→ What the task requires
Reproduce the section of the listing that begins at the line containing "in basename prefix." and finishes at the line containing "source images vs". Include both end lines and nothing beyond them.

____

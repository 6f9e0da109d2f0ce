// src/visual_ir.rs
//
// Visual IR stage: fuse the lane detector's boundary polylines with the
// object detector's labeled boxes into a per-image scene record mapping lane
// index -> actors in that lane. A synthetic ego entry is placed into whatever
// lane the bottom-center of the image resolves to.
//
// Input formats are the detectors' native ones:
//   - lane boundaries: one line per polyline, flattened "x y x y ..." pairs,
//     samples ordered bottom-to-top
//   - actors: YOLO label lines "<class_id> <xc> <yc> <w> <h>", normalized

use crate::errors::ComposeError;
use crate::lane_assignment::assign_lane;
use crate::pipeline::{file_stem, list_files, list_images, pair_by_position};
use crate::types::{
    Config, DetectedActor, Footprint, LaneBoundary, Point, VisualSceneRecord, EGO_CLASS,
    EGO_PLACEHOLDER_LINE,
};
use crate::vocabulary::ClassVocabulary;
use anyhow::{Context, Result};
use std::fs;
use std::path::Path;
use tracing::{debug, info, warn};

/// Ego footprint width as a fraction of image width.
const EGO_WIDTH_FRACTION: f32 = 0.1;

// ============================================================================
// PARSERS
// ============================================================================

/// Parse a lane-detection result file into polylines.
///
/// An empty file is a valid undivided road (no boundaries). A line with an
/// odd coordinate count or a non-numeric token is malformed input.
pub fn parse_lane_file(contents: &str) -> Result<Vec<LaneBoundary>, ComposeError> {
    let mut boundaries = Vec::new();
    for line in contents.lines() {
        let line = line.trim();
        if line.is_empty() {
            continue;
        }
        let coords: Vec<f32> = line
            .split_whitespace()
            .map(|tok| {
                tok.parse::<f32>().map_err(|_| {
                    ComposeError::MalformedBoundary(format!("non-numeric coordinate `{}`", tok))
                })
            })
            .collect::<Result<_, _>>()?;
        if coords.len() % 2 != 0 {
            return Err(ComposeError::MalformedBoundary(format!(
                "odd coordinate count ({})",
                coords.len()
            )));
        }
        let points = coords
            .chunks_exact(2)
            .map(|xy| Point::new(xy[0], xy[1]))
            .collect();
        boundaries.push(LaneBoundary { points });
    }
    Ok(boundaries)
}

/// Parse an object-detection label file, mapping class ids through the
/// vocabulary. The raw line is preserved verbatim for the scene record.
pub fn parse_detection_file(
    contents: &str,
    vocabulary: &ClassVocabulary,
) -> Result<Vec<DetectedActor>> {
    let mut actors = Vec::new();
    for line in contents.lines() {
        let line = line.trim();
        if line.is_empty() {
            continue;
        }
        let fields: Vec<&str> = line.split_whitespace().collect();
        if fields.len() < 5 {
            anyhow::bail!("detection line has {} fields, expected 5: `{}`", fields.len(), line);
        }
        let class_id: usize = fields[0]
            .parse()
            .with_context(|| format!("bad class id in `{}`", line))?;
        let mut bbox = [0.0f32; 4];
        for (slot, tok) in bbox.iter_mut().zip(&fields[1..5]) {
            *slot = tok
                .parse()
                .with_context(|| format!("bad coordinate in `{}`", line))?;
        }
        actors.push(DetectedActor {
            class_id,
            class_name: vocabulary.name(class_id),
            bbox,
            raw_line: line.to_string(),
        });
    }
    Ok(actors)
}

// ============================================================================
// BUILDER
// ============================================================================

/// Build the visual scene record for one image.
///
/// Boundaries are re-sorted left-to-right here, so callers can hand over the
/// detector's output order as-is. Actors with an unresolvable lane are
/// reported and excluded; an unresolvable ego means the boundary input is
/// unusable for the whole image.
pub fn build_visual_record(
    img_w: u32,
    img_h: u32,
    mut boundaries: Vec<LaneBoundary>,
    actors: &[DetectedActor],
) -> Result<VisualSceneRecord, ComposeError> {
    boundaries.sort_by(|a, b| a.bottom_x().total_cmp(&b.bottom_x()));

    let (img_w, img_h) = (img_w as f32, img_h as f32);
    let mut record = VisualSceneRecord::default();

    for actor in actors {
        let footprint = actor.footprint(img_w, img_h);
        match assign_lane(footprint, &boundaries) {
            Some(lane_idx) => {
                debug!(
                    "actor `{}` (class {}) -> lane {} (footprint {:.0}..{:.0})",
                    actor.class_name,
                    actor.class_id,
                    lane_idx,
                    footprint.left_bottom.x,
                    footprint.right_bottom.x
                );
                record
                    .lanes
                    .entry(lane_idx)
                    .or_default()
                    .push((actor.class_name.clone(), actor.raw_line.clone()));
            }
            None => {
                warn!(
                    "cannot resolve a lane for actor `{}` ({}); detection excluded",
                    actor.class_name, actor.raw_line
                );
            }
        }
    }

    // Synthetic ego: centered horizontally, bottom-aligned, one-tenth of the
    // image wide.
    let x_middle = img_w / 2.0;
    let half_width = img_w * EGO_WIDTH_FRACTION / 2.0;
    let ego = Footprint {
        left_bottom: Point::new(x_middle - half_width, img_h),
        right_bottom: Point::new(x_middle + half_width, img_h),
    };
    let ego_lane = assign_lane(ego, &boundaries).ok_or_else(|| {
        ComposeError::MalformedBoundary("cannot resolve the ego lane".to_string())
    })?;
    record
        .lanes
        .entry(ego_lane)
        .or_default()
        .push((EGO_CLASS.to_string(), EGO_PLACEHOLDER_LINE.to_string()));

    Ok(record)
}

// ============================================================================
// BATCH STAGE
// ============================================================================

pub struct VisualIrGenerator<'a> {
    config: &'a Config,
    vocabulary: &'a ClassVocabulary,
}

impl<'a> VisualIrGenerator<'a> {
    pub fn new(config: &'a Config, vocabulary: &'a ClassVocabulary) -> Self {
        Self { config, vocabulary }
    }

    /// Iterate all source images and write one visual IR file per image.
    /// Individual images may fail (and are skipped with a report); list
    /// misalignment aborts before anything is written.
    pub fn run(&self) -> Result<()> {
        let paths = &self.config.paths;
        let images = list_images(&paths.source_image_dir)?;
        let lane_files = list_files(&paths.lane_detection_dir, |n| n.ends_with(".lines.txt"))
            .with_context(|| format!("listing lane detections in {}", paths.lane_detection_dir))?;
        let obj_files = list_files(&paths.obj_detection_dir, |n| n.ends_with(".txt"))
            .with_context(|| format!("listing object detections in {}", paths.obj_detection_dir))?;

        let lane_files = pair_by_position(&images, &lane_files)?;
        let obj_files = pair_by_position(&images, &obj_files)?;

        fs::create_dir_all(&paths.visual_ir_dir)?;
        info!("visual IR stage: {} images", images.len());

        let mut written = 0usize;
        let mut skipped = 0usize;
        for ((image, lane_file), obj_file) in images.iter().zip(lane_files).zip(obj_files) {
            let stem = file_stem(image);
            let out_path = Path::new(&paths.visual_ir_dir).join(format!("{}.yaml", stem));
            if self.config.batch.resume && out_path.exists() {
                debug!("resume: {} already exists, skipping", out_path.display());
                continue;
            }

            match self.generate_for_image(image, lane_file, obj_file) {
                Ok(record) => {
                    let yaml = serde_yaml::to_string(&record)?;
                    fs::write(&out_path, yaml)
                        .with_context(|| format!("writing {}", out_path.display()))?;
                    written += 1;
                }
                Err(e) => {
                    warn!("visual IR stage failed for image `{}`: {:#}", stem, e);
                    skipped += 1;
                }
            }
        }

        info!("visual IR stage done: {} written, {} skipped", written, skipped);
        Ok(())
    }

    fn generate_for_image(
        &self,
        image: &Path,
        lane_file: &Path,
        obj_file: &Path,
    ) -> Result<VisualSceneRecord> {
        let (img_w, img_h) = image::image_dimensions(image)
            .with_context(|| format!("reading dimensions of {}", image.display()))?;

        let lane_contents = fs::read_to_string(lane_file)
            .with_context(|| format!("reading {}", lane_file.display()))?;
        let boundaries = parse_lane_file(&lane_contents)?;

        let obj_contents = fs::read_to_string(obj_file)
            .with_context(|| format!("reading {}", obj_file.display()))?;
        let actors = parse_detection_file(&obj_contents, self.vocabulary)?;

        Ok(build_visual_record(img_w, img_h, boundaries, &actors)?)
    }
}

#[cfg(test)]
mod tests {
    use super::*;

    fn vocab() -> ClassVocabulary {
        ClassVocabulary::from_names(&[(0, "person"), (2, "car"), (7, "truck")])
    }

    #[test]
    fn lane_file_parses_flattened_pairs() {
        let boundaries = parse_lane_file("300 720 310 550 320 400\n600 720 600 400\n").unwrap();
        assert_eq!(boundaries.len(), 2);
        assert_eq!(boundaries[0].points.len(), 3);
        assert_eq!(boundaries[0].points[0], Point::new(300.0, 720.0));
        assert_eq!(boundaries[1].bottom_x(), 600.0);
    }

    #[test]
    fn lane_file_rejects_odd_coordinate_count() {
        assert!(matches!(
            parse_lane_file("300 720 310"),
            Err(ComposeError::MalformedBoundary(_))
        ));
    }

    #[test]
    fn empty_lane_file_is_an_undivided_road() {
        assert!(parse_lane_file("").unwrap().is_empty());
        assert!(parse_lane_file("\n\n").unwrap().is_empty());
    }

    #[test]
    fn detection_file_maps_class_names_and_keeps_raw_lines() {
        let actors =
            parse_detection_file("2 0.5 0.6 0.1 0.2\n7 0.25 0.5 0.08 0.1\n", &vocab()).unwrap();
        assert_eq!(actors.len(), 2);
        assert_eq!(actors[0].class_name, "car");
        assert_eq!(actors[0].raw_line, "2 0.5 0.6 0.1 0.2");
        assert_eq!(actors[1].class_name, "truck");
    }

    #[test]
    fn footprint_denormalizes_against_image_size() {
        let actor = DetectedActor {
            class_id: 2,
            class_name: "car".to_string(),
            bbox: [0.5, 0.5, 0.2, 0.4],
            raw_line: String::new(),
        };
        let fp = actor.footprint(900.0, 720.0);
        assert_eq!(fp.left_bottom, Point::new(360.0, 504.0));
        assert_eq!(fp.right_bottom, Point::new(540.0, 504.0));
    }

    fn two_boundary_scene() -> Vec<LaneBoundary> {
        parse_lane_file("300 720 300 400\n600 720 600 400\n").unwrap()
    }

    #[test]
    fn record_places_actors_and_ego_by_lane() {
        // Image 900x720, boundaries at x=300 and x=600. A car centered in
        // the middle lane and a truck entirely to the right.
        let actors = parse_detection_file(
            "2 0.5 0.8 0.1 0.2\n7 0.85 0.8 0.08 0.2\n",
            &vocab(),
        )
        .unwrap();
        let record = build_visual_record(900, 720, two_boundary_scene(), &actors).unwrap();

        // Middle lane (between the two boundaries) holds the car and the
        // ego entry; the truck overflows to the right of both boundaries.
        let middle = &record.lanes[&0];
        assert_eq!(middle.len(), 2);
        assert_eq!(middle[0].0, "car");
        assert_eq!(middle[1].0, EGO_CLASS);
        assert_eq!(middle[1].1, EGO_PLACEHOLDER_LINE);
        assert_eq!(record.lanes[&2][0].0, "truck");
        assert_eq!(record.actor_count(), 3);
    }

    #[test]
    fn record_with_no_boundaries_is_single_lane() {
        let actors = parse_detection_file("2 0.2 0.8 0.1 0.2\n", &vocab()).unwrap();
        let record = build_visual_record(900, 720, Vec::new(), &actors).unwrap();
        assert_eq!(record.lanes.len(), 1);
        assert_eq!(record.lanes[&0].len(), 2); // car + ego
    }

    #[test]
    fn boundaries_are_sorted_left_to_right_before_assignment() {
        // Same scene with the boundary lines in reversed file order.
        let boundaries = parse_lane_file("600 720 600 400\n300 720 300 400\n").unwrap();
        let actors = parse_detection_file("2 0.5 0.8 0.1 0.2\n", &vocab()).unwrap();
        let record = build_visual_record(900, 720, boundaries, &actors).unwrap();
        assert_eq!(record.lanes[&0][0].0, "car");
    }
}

____

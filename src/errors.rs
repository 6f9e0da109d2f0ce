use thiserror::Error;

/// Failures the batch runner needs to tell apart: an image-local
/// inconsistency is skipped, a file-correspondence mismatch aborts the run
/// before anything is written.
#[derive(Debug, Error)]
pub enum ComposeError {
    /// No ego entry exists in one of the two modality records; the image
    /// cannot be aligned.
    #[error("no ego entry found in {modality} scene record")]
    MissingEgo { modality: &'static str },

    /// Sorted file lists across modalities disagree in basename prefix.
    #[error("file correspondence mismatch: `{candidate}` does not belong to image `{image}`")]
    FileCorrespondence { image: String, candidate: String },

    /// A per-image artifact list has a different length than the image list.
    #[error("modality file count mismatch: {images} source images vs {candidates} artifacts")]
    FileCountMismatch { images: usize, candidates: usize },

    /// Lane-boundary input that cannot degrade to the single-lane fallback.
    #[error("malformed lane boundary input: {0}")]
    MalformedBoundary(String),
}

____

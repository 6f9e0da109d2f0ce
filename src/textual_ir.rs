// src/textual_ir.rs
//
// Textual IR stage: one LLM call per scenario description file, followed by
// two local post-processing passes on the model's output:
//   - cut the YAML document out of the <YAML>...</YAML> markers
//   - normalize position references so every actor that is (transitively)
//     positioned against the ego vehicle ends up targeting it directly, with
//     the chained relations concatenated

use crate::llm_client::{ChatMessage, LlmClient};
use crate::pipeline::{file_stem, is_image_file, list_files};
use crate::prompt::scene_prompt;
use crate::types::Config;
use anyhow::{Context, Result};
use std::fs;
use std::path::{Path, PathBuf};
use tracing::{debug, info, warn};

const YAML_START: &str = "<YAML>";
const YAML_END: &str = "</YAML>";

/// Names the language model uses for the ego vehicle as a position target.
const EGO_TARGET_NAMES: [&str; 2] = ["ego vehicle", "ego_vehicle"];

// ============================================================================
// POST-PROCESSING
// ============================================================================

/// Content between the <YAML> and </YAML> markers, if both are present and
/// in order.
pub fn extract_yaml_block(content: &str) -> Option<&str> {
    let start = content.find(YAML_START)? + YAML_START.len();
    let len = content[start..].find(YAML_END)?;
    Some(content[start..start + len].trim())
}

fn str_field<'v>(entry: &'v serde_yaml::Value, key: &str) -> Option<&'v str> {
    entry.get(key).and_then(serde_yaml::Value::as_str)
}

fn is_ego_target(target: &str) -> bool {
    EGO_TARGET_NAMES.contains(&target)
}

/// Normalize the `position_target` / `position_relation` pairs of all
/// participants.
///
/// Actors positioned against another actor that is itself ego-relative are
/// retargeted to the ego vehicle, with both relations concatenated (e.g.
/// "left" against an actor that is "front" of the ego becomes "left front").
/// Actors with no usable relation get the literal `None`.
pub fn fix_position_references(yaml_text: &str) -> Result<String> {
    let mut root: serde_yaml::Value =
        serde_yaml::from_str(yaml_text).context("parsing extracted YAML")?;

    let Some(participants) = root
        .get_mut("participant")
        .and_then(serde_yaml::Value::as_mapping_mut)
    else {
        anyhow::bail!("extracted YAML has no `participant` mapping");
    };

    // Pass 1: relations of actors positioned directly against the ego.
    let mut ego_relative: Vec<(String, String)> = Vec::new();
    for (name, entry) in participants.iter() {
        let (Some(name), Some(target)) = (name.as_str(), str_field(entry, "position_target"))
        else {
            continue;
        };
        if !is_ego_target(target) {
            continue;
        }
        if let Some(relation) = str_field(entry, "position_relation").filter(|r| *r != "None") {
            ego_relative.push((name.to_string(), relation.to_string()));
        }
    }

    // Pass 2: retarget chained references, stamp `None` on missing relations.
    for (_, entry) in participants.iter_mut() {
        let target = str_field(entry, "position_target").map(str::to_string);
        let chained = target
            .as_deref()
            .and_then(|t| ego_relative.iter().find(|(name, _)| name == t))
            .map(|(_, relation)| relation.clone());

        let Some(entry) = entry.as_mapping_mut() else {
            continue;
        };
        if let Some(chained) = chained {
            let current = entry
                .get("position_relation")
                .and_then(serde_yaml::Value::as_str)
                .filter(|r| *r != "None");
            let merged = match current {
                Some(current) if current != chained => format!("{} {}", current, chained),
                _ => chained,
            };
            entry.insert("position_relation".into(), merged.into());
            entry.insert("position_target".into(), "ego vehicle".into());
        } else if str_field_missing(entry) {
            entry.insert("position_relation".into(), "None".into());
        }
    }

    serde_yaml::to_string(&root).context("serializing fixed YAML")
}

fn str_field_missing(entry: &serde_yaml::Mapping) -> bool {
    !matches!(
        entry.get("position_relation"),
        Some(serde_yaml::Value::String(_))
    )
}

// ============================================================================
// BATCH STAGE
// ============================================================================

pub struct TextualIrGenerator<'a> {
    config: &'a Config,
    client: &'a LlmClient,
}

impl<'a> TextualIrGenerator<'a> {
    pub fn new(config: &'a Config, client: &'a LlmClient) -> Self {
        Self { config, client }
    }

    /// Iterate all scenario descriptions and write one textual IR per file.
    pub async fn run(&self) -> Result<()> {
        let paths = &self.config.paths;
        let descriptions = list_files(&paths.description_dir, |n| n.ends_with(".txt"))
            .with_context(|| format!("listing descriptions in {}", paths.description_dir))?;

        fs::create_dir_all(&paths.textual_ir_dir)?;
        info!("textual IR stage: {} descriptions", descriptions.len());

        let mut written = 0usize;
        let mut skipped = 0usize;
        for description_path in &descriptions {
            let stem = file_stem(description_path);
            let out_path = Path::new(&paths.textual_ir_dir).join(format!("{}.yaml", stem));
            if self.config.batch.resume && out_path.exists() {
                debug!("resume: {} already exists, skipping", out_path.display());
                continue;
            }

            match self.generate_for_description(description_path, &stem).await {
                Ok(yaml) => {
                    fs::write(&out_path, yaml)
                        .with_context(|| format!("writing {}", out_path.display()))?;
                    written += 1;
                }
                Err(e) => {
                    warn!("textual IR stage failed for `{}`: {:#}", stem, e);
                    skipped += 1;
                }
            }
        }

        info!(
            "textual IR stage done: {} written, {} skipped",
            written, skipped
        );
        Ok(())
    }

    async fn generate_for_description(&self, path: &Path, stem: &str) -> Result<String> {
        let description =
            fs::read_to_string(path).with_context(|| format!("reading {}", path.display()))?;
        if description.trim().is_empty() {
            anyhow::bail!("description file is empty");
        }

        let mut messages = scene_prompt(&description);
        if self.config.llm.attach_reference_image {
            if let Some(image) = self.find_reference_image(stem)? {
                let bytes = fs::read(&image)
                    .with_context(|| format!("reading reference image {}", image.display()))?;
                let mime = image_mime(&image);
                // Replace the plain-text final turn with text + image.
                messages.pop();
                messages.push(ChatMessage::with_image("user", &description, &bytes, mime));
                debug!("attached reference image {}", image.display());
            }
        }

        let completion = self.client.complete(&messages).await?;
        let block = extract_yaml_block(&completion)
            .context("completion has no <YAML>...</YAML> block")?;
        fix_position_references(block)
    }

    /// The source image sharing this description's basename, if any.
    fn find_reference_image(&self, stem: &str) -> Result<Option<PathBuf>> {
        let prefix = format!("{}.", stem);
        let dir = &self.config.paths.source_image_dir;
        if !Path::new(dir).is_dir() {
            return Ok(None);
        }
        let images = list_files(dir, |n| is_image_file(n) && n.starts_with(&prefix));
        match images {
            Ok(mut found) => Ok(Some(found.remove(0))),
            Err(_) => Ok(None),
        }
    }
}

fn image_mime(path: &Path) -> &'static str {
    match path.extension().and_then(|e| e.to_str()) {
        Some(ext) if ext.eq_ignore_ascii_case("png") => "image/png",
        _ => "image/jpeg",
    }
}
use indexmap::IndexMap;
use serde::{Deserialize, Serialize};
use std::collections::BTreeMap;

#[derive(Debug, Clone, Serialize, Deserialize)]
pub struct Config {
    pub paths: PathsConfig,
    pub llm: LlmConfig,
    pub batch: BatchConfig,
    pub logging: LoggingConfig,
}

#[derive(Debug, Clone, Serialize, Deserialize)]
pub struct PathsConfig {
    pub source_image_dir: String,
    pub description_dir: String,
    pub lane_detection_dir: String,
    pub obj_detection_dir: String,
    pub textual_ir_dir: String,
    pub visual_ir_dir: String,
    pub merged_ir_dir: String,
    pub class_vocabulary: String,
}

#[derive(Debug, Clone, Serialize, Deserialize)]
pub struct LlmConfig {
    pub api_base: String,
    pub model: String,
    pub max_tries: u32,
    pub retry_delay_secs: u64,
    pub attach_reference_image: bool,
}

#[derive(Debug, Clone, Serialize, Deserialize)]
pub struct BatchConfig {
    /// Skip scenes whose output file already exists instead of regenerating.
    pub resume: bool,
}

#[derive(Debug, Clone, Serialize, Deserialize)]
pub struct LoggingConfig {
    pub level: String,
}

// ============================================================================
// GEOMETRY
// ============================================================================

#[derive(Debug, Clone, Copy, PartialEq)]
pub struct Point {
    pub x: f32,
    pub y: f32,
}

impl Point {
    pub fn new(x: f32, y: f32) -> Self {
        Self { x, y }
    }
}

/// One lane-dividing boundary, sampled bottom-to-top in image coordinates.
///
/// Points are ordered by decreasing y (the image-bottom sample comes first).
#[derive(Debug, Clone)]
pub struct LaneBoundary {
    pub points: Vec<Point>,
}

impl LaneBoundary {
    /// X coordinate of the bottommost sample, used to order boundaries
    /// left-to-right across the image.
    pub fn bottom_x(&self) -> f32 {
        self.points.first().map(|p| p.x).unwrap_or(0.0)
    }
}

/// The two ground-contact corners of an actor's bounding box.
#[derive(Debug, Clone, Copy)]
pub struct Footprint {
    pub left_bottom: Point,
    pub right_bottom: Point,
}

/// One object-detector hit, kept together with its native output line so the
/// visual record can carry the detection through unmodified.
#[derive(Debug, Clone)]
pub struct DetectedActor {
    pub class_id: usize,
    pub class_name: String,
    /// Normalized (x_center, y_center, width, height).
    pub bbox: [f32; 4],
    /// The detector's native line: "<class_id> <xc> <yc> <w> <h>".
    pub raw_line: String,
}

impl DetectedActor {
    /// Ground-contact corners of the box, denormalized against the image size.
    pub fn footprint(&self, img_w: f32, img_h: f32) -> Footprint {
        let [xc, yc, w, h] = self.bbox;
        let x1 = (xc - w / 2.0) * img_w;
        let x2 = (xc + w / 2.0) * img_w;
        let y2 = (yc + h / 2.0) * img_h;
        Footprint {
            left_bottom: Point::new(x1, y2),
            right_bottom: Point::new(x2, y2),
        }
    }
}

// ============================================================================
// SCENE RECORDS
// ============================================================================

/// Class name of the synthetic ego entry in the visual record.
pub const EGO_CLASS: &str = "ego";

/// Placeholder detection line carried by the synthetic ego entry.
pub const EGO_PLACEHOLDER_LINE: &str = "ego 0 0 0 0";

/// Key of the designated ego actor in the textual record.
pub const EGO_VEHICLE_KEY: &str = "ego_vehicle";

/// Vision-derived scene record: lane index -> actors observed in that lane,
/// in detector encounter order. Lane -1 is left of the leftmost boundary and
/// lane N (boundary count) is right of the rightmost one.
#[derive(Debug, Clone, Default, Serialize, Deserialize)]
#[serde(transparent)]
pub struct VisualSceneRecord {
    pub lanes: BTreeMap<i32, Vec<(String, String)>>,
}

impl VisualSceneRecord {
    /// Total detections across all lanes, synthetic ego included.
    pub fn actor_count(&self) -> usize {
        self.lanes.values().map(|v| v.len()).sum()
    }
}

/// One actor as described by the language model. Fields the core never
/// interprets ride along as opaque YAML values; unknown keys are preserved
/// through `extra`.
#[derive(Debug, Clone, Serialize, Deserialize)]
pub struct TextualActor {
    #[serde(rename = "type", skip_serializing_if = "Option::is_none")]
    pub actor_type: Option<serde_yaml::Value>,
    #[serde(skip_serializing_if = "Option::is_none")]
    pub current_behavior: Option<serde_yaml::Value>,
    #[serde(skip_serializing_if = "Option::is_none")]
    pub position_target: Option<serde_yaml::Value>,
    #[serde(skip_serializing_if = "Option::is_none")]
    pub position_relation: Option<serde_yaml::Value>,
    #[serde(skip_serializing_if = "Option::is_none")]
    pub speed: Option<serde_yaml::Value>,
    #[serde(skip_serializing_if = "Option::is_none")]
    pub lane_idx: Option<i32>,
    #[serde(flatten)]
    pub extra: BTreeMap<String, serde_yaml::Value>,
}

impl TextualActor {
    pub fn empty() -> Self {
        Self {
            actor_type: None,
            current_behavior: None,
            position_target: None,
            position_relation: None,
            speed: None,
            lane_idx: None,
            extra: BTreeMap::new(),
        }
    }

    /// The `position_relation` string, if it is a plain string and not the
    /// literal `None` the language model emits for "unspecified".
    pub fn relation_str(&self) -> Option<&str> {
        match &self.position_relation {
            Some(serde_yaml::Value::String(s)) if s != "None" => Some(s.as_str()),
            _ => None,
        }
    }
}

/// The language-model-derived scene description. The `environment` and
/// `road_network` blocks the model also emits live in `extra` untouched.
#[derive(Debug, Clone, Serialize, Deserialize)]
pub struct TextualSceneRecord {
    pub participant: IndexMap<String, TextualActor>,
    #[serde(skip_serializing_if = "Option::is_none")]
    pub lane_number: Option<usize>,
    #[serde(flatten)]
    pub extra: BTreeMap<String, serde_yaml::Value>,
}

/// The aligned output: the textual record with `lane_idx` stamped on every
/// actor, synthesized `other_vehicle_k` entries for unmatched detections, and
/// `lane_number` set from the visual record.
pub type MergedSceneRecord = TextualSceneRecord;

____

→ Output for this task
    /// Sorted file lists across modalities disagree in basename prefix.
    #[error("file correspondence mismatch: `{candidate}` does not belong to image `{image}`")]
    FileCorrespondence { image: String, candidate: String },

    /// A per-image artifact list has a different length than the image list.
    #[error("modality file count mismatch: {images} source images vs {candidates} artifacts")]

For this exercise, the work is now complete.